Parenting
From the book “Walking Next To Cancer”
Often, after exhausting times of long polemics with Jocelyn, I would start thinking about that little innocent girl who had literally gathered all the adult teachings of handling good and bad issues. The twelve-year-old who had not developed any personal boundaries to protect herself, who had skipped important periods in her life-learning development in order to meet some rather ridiculous requirements of the adult world—all at a most inappropriate and improper time of a child’s life.
I often observed her enthusiasm to prove herself right—even if she had to lie or deceive to accomplish it. On occasions, when I let it get to me or when she was challenging my knowledge, I would hit back and prove her wrong. When I did this the result was invariable the same. Instead of defending her comments with facts or, heaven forbid, admit that she was wrong, she would get mad, really irritably mad and try to wriggle off the hook with another lie—usually a larger one.

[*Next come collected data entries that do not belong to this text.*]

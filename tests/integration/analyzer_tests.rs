//! Integration tests for term detection and scoring

use medpost_guard::rules::disclaimers::CONSULTATION;
use medpost_guard::{analyze, Channel, ComplianceAnalyzer, ComplianceReport, RuleCategory, Severity};

fn check(text: &str) -> ComplianceReport {
    ComplianceAnalyzer::default().analyze(text, Channel::Instagram)
}

fn ids(report: &ComplianceReport) -> Vec<&str> {
    report.findings.iter().map(|f| f.id.as_str()).collect()
}

// ============================================================================
// Clean text
// ============================================================================

#[test]
fn test_empty_text() {
    let report = check("");
    assert!(report.findings.is_empty());
    assert_eq!(report.score, 100);
    assert!(report.is_compliant);
    assert_eq!(report.disclaimers, vec![CONSULTATION]);
}

#[test]
fn test_clean_post() {
    let report = check("Hidratação é essencial para a saúde da pele. Beba água!");
    assert!(report.is_compliant);
    assert_eq!(report.score, 100);
    assert_eq!(report.disclaimers, vec![CONSULTATION]);
}

// ============================================================================
// Error categories
// ============================================================================

#[test]
fn test_guarantees_fail() {
    assert!(!check("Resultado com garantia").is_compliant);
    assert!(!check("Cura garantida em 7 dias").is_compliant);
    assert!(!check("É um milagre").is_compliant);
}

#[test]
fn test_before_after_fail() {
    assert!(!check("Confira o antes e depois").is_compliant);
    assert!(!check("Fotos antes/depois").is_compliant);
    assert!(!check("Antes x depois da paciente").is_compliant);
}

#[test]
fn test_prices_fail() {
    assert!(!check("Apenas R$ 199").is_compliant);
    assert!(!check("Primeira avaliação gratuita? Não: gratuito!").is_compliant);
    assert!(!check("Preço especial").is_compliant);
}

#[test]
fn test_warning_categories_pass_with_penalty() {
    let report = check("Tecnologia revolucionária? Não, revolucionário e exclusivo.");
    assert!(report.is_compliant);
    assert_eq!(
        ids(&report),
        vec!["sensationalism_revolucionário", "sensationalism_exclusivo"]
    );
    assert_eq!(report.score, 80);
}

// ============================================================================
// Scenarios
// ============================================================================

#[test]
fn test_guarantee_and_before_after_scenario() {
    let report = check("Garantimos resultado certo, antes e depois incrível!");
    assert!(!report.is_compliant);
    assert!(report.score <= 50);

    let guarantees = report.findings_in(RuleCategory::Guarantees);
    assert_eq!(guarantees.len(), 1);
    assert_eq!(guarantees[0].term, "resultado certo");
    assert_eq!(guarantees[0].severity, Severity::Error);

    let before_after = report.findings_in(RuleCategory::BeforeAfter);
    assert_eq!(before_after.len(), 1);
    assert_eq!(before_after[0].term, "antes e depois");
    assert_eq!(before_after[0].severity, Severity::Error);
    assert_eq!(
        before_after[0].citation.as_deref(),
        Some("CFM - Res. 1.974/11, Art. 3º, § 1º")
    );
}

#[test]
fn test_score_floor() {
    let report = check("Garantia de 100% com desconto, preço barato e antes e depois. Milagre!");
    assert!(report.count(Severity::Error) >= 5);
    assert_eq!(report.score, 0);
    assert!(!report.is_compliant);
}

#[test]
fn test_repeated_term_single_finding() {
    let report = check("garantia, garantia e mais garantia");
    assert_eq!(ids(&report), vec!["guarantees_garantia"]);
    assert_eq!(report.score, 75);
}

#[test]
fn test_case_insensitive_terms() {
    for text in ["GARANTIA", "Garantia", "garantia"] {
        let report = check(text);
        assert_eq!(ids(&report), vec!["guarantees_garantia"], "input {:?}", text);
    }
}

#[test]
fn test_suffix_not_matched() {
    let report = check("Sem garantias de prazo");
    assert!(report.findings.is_empty());
    assert!(report.is_compliant);
}

#[test]
fn test_overlapping_terms_across_categories() {
    let report = check("Dr. Fulano, o melhor da cidade");
    assert_eq!(
        ids(&report),
        vec!["superlatives_o melhor", "selfPromotion_dr. fulano, o melhor"]
    );
    assert_eq!(report.score, 80);
}

// ============================================================================
// Determinism
// ============================================================================

#[test]
fn test_idempotent() {
    let text = "Tratamento exclusivo com desconto. Dor? Urgência!";
    let analyzer = ComplianceAnalyzer::default();
    assert_eq!(
        analyzer.analyze(text, Channel::LinkedIn),
        analyzer.analyze(text, Channel::LinkedIn)
    );
    assert_eq!(analyze(text, Channel::LinkedIn), check(text));
}

#[test]
fn test_shared_analyzer_across_threads() {
    let texts = ["garantia", "segredo", "", "antes e depois do tratamento"];
    let handles: Vec<_> = texts
        .iter()
        .map(|t| {
            let t = t.to_string();
            std::thread::spawn(move || analyze(&t, Channel::TikTok))
        })
        .collect();

    for (handle, text) in handles.into_iter().zip(texts) {
        assert_eq!(handle.join().unwrap(), check(text));
    }
}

Then I would explain again how lies actually affect one’s wellbeing, one’s body reacts to the negative energy generated by a telling a lie. It seriously detracts from the body’s healing process. I told her to simply accept the truth for what it is and be happy.
“You have reinforced a positive outcome,” I’d say. “It does not matter if you do not know everything, nobody does. Be joyous that you have learnt something new.”